Phoneme Boundary Detection using Learnable Segmental Features
Felix Kreuk, Yaniv Sheena, Joseph Keshet, Yossi Adi
45th International Conference on Acoustics, Speech, and Signal Processing ICASSP 2020
Phoneme boundary detection plays an essential first step for a variety of speech processing applications such as speaker diarization, speech science, keyword spotting, etc. In this work, we propose a neural architecture coupled with a parameterized structured loss function to learn segmental representations for the task of phoneme boundary detection. First, we evaluated our model when the spoken phonemes were not given as input. Results on the TIMIT and Buckeye corpora suggest that the proposed model is superior to the baseline models and reaches state-of-the-art performance in terms of F1 and R-value. We further explore the use of phonetic transcription as additional supervision and show this yields minor improvements in performance but substantially better convergence rates. We additionally evaluate the model on a Hebrew corpus and demonstrate such phonetic supervision can be beneficial in a multi-lingual setting.

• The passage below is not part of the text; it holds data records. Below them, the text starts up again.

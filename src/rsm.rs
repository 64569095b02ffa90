/*
    Copyright © 2023, ParallelChain Lab
    Licensed under the Apache License, Version 2.0: http://www.apache.org/licenses/LICENSE-2.0
*/

//! The replicated-state-machine seam.
//!
//! A host sequences transitions with [`propose`](ReplicatedStateMachine::propose) and commits
//! already-sequenced ones with [`apply`](ReplicatedStateMachine::apply). [`HostNode`](crate::node::HostNode)
//! implements this trait with single-node sequencing: `propose` assigns the next sequence number of the
//! transition's log and applies it immediately. A consensus protocol would instead replicate the proposal
//! and call `apply` once it is decided.

use std::{
    fmt::{self, Display, Formatter},
    io,
};

use crate::{
    config::ConfigError,
    state_machine::StateMachineError,
    transitions::{envelope::TransitionEnvelope, Transition, TransitionKind},
    types::basic::CommunityID,
};

pub trait ReplicatedStateMachine: Send + Sync {
    /// Bring every state machine to its last committed state and start reacting to transitions.
    fn start(&self) -> Result<(), StartError>;

    /// Sequence `transition` and commit it. Returns the committed envelope.
    fn propose(&self, transition: Transition) -> Result<TransitionEnvelope, ProposeError>;

    /// Commit an already-sequenced envelope. Returns the envelope as committed to its log.
    fn apply(&self, envelope: &TransitionEnvelope) -> Result<TransitionEnvelope, ProposeError>;
}

#[derive(Debug)]
pub enum StartError {
    Config(ConfigError),
    Io(io::Error),
    /// A state machine the host cannot run without failed to restart.
    StateMachine {
        machine: String,
        source: StateMachineError,
    },
}

impl Display for StartError {
    fn fmt(&self, f: &mut Formatter<'_>) -> fmt::Result {
        match self {
            StartError::Config(err) => write!(f, "invalid configuration: {}", err),
            StartError::Io(err) => write!(f, "failed to prepare the state directory: {}", err),
            StartError::StateMachine { machine, source } => {
                write!(f, "state machine {} failed to start: {}", machine, source)
            }
        }
    }
}

impl std::error::Error for StartError {}

impl From<ConfigError> for StartError {
    fn from(value: ConfigError) -> Self {
        StartError::Config(value)
    }
}

impl From<io::Error> for StartError {
    fn from(value: io::Error) -> Self {
        StartError::Io(value)
    }
}

#[derive(Debug)]
pub enum ProposeError {
    StateMachine(StateMachineError),
    /// A community-scoped transition names a community that has no log yet.
    UnknownCommunity { community: CommunityID },
    /// The id cannot name the directory the community's log would live in.
    InvalidCommunityId { community: CommunityID },
    UnregisteredKind { kind: TransitionKind },
}

impl ProposeError {
    /// Whether the log the transition was routed to must stop being served. See
    /// [`StateMachineError::is_fatal`].
    pub fn is_fatal(&self) -> bool {
        match self {
            ProposeError::StateMachine(err) => err.is_fatal(),
            _ => false,
        }
    }
}

impl Display for ProposeError {
    fn fmt(&self, f: &mut Formatter<'_>) -> fmt::Result {
        match self {
            ProposeError::StateMachine(err) => Display::fmt(err, f),
            ProposeError::UnknownCommunity { community } => {
                write!(f, "community {} has no log", community)
            }
            ProposeError::InvalidCommunityId { community } => {
                write!(f, "{:?} is not a valid community id", community.as_str())
            }
            ProposeError::UnregisteredKind { kind } => {
                write!(f, "no category is registered for {} transitions", kind)
            }
        }
    }
}

impl std::error::Error for ProposeError {}

impl From<StateMachineError> for ProposeError {
    fn from(value: StateMachineError) -> Self {
        ProposeError::StateMachine(value)
    }
}
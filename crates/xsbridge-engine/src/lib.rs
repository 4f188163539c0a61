//! xsbridge-engine
//!
//! The search engine adapter: dispatches update/delete/clean/search for
//! searchable host entities to per-collection daemon clients and maps hits
//! back to entities.
pub mod adapter;
pub mod cache;

pub use adapter::SearchEngineAdapter;
pub use cache::ClientCache;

If you find this implementation useful, please consider citing our work:
@inproceedings{kreuk2020phoneme,
title={Phoneme boundary detection using learnable segmental features},
author={Kreuk, Felix and Sheena, Yaniv and Keshet, Joseph and Adi, Yossi},
booktitle={ICASSP 2020-2020 IEEE International Conference on Acoustics, Speech and Signal Processing (ICASSP)},
pages={8089--8093},
year={2020},
organization={IEEE}
}
loguru==0.4.1
boltons==20.0.0
pandas==1.0.0
pytorch-lightning==0.6.0
SoundFile==0.10.3.post1
test-tube==0.7.5
torch==1.4.0
torchaudio==0.4.0
torchvision==0.4.2
tqdm==4.42.1
git clone https://github.com/felixkreuk/SegFeat.git
cd SegFeat
The dataloader in dataloader.py
assumes the dataset is structured as follows:
timit_directory
│
└───val
│ │ X.wav
│ └─ X.phn
│
└───test
│ │ Y.wav
│ └─ Y.phn
│
└───train
│ Z.wav
└─ Z.phn
Where X.wav
is a raw waveform signal, and X.phn
is its' corresponding phoneme boundaries labeld with the following format:
0 9640 h#
9640 11240 sh
11240 12783 iy
12783 14078 hv
14078 16157 ae
16157 16880 dcl
...
Where the two numbers each line represent the onset of offset of the phoneme (in samples), and the last element represents the phoneme identity.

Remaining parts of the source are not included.